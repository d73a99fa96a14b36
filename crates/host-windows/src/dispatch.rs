use std::ffi::c_void;
use std::io;
use std::ptr;
use std::slice;

use parking_lot::{Mutex, const_mutex};
use tracing::{debug, error};
use warden_host::{
    ControlHandler, ControlRegistrar, ControlRequest, Error, HandlerOutcome, Result,
    ServiceDispatcher, ServiceMain, StatusHandle, StatusReport,
};
use windows_sys::Win32::Foundation::{
    ERROR_CALL_NOT_IMPLEMENTED, ERROR_FAILED_SERVICE_CONTROLLER_CONNECT, NO_ERROR,
};
use windows_sys::Win32::System::Services::{
    RegisterServiceCtrlHandlerExW, SERVICE_CONTROL_INTERROGATE, SERVICE_CONTROL_STOP,
    SERVICE_STATUS_HANDLE, SERVICE_TABLE_ENTRYW, SetServiceStatus, StartServiceCtrlDispatcherW,
};

use crate::handle::{scm_error, service_status, wide};

/// Exit code when the process was not started by the SCM.
#[allow(clippy::cast_possible_wrap)]
pub const NOT_UNDER_MANAGER_CODE: i32 = ERROR_FAILED_SERVICE_CONTROLLER_CONNECT as i32;

// The SCM calls the service main without a context pointer, so the entry
// point waits here between dispatch and the callback.
static SERVICE_MAIN: Mutex<Option<ServiceMain>> = const_mutex(None);

/// Resident side of the Windows backend.
#[derive(Clone, Copy, Debug, Default)]
pub struct ScmHost;

impl ServiceDispatcher for ScmHost {
    fn dispatch_main(&self, name: &str, entry: ServiceMain) -> Result<()> {
        *SERVICE_MAIN.lock() = Some(entry);

        let mut wide_name = wide(name);
        let table = [
            SERVICE_TABLE_ENTRYW {
                lpServiceName: wide_name.as_mut_ptr(),
                lpServiceProc: Some(service_main),
            },
            SERVICE_TABLE_ENTRYW {
                lpServiceName: ptr::null_mut(),
                lpServiceProc: None,
            },
        ];

        // SAFETY: the table is null terminated and outlives the call, which
        // returns only after the service has stopped.
        let ok = unsafe { StartServiceCtrlDispatcherW(table.as_ptr()) };

        SERVICE_MAIN.lock().take();

        if ok == 0 {
            return Err(scm_error(
                "service dispatcher failed",
                name,
                io::Error::last_os_error(),
            ));
        }

        Ok(())
    }
}

unsafe extern "system" fn service_main(argc: u32, argv: *mut *mut u16) {
    let args = if argv.is_null() {
        Vec::new()
    } else {
        // SAFETY: the SCM passes argc valid, null terminated strings.
        unsafe { slice::from_raw_parts(argv, argc as usize) }
            .iter()
            .map(|&arg| unsafe { from_wide_ptr(arg) })
            .collect()
    };

    let entry = SERVICE_MAIN.lock().take();
    match entry {
        Some(entry) => entry(args),
        None => error!("service main invoked without a pending entry point"),
    }
}

/// # Safety
///
/// `ptr` must point at a null terminated UTF-16 string.
unsafe fn from_wide_ptr(ptr: *const u16) -> String {
    let mut len = 0;
    // SAFETY: guaranteed by the caller.
    while unsafe { *ptr.add(len) } != 0 {
        len += 1;
    }

    // SAFETY: the first len units were just read.
    String::from_utf16_lossy(unsafe { slice::from_raw_parts(ptr, len) })
}

impl ControlRegistrar for ScmHost {
    fn register_control_handler(
        &self,
        name: &str,
        handler: ControlHandler,
    ) -> Result<Box<dyn StatusHandle>> {
        let wide_name = wide(name);

        // Lives for the rest of the process; the SCM may call back until exit.
        let context = Box::into_raw(Box::new(handler));

        // SAFETY: the name is null terminated and the context stays valid.
        let raw = unsafe {
            RegisterServiceCtrlHandlerExW(
                wide_name.as_ptr(),
                Some(control_handler),
                context.cast::<c_void>(),
            )
        };

        if raw.is_null() {
            let e = io::Error::last_os_error();
            error!("RegisterServiceCtrlHandlerExW failed: {e}");

            // SAFETY: the SCM never saw the context, so it is still ours.
            drop(unsafe { Box::from_raw(context) });

            return Err(Error::RegistrationFailed(name.to_string()));
        }

        Ok(Box::new(ScmStatusHandle(raw)))
    }
}

unsafe extern "system" fn control_handler(
    control: u32,
    _event_type: u32,
    _event_data: *mut c_void,
    context: *mut c_void,
) -> u32 {
    // SAFETY: context is the leaked handler from registration.
    let handler = unsafe { &*context.cast::<ControlHandler>() };

    let request = match control {
        SERVICE_CONTROL_STOP => ControlRequest::Stop,
        SERVICE_CONTROL_INTERROGATE => ControlRequest::Interrogate,
        other => ControlRequest::Other(other),
    };

    match handler(request) {
        HandlerOutcome::Handled => NO_ERROR,
        HandlerOutcome::NotImplemented => {
            debug!("control {request:?} not implemented");
            ERROR_CALL_NOT_IMPLEMENTED
        }
    }
}

struct ScmStatusHandle(SERVICE_STATUS_HANDLE);

// SAFETY: status handles may be used from any thread and need not be closed.
unsafe impl Send for ScmStatusHandle {}
// SAFETY: SetServiceStatus is thread-safe; callers serialize publishes anyway.
unsafe impl Sync for ScmStatusHandle {}

impl StatusHandle for ScmStatusHandle {
    fn set_status(&self, report: &StatusReport) -> Result<()> {
        let status = service_status(report);

        // SAFETY: the handle came from RegisterServiceCtrlHandlerExW.
        let ok = unsafe { SetServiceStatus(self.0, &raw const status) };

        if ok == 0 {
            return Err(Error::Io(
                "failed to set service status",
                io::Error::last_os_error(),
            ));
        }

        Ok(())
    }
}
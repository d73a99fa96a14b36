use thiserror::Error;
use warden_host::ServiceState;

/// Result type for resident service operations.
pub type Result<T> = std::result::Result<T, Error>;

/// Errors raised while running the service lifecycle.
#[derive(Debug, Error)]
pub enum Error {
    /// A status handle was attached twice.
    #[error("status channel already attached")]
    AlreadyAttached,

    /// A host call failed.
    #[error(transparent)]
    Host(#[from] warden_host::Error),

    /// The requested state would move the lifecycle backwards.
    #[error("illegal transition from {from} to {to}")]
    IllegalTransition {
        /// State currently published.
        from: ServiceState,

        /// State that was requested.
        to: ServiceState,
    },

    /// Status was published before a handle was attached.
    #[error("status channel not attached")]
    NotAttached,
}
use crate::error::Result;
use crate::{ServiceArgs, StopArgs, platform};

use warden_admin::RegistryAdmin;

pub async fn uninstall(service: &ServiceArgs, args: &StopArgs) -> Result<()> {
    let identity = service.identity()?;

    let uninstalled = RegistryAdmin::new(platform::registry())
        .with_policy(args.policy())
        .uninstall(&identity)
        .await?;

    if uninstalled.stopped_running_instance {
        println!("Service stopped.");
    }
    println!("Service uninstalled successfully.");

    Ok(())
}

++++

**WHAT IS NEEDED:**
Please state how many lines of the material above include the word "valid"; the number is the whole answer.

**WRITTEN ANSWER:**
2